** Opening Information supplied block **
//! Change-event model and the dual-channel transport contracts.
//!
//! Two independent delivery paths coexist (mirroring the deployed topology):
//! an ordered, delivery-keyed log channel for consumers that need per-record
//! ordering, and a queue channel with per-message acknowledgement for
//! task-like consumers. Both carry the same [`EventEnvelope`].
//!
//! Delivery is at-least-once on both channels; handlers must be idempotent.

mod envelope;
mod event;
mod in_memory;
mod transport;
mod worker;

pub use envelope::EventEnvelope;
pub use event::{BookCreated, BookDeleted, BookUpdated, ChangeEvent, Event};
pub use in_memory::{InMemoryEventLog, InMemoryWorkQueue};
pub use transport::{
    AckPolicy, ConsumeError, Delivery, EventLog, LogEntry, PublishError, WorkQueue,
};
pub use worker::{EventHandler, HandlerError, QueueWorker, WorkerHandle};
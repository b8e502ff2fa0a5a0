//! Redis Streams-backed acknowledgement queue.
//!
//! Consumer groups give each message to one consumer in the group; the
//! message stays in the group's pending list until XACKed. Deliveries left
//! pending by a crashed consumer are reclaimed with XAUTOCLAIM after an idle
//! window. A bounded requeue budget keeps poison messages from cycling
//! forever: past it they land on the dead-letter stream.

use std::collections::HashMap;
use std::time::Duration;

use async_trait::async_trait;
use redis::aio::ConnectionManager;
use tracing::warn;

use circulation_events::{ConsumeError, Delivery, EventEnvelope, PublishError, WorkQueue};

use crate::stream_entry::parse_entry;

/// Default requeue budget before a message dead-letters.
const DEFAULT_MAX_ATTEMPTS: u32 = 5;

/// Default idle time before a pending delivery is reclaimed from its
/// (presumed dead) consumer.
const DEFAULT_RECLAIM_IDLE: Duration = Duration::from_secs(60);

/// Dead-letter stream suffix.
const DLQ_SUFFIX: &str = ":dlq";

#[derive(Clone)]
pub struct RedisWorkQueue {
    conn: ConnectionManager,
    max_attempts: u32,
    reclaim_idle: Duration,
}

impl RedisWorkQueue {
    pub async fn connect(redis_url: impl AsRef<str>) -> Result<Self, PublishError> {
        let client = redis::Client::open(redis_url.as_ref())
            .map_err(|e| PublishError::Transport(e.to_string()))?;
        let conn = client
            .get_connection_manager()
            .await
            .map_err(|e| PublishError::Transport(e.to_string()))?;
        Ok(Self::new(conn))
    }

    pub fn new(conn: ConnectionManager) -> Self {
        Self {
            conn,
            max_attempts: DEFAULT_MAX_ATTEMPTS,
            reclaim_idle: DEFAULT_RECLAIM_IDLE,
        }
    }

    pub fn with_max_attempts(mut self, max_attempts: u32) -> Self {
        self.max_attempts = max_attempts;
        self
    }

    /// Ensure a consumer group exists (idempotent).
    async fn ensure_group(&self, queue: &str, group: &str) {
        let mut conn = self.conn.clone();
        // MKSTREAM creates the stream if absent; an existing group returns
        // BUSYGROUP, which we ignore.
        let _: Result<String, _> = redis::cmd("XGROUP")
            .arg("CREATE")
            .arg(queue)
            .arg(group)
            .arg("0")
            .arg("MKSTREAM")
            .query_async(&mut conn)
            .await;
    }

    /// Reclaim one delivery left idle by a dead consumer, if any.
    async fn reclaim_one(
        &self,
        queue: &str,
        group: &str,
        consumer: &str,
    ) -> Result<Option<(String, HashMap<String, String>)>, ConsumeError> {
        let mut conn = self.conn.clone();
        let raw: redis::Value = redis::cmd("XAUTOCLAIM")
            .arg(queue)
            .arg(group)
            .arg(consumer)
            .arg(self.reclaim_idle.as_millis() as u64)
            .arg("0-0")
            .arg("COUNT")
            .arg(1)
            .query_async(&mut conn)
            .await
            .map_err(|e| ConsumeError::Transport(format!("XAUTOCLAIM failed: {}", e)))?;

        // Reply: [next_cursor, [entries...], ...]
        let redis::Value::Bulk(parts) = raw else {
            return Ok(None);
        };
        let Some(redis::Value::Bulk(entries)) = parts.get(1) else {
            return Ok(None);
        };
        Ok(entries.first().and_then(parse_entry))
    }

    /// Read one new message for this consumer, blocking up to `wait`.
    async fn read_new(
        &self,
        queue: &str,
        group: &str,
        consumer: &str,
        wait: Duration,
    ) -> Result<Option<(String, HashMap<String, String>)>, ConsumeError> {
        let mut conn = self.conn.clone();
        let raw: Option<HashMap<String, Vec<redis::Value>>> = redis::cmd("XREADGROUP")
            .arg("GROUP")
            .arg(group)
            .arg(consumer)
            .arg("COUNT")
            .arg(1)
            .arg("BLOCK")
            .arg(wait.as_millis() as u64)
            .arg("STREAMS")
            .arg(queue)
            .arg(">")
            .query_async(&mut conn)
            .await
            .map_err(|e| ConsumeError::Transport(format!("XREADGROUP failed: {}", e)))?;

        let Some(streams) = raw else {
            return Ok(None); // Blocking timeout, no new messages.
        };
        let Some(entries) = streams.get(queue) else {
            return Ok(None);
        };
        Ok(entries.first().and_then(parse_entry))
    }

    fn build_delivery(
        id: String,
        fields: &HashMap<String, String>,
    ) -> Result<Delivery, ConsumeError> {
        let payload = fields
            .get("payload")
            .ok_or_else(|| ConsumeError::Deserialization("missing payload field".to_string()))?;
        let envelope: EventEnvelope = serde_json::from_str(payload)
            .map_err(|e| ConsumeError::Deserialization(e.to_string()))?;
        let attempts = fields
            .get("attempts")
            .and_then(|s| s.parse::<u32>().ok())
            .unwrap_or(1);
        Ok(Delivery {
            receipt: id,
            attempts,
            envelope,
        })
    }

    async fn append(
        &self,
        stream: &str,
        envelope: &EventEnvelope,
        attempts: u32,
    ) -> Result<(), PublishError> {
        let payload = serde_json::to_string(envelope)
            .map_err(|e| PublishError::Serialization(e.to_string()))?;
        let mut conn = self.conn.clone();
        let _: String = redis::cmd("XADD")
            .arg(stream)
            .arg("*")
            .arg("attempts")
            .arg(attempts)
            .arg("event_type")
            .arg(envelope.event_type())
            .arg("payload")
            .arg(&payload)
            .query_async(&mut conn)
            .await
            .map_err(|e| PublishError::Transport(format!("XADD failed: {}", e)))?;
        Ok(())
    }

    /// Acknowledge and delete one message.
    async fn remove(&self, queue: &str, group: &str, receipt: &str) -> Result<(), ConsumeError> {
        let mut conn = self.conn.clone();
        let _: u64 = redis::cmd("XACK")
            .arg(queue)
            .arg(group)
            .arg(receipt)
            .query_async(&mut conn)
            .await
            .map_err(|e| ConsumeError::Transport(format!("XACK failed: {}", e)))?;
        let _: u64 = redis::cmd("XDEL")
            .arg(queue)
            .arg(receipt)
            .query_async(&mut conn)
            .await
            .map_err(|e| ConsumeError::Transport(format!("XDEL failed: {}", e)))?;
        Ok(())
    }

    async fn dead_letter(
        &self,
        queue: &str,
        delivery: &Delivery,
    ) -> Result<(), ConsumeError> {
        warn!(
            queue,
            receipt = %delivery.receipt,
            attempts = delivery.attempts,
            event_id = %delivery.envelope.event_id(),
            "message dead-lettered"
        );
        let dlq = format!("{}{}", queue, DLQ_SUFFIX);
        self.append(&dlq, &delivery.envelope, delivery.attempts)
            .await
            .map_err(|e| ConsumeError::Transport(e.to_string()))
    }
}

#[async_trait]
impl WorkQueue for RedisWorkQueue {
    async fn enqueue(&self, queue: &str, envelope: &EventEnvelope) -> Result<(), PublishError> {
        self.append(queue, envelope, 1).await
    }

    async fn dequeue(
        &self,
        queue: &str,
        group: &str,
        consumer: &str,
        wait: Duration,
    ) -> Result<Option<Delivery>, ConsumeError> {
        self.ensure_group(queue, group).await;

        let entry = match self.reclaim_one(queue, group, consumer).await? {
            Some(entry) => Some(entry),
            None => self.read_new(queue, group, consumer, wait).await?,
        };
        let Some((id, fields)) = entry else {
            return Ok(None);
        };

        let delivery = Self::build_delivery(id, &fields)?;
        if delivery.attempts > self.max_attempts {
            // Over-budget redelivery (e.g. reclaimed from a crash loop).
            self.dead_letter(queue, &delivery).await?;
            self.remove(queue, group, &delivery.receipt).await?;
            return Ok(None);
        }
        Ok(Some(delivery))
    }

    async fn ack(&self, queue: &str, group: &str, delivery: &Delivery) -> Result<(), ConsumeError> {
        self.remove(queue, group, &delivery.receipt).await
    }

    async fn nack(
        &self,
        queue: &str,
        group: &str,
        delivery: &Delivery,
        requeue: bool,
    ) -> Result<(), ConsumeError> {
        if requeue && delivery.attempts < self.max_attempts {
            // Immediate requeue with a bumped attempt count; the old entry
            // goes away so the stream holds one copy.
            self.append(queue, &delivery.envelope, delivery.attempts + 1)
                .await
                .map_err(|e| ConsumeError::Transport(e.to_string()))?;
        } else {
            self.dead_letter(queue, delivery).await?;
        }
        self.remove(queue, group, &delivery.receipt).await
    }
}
** Closing Information supplied block **
▶ **Exercise aim**: Could you tally the lines in these records that contain the word "RedisWorkQueue" and give only the result?

▶ **Exercise result**: 3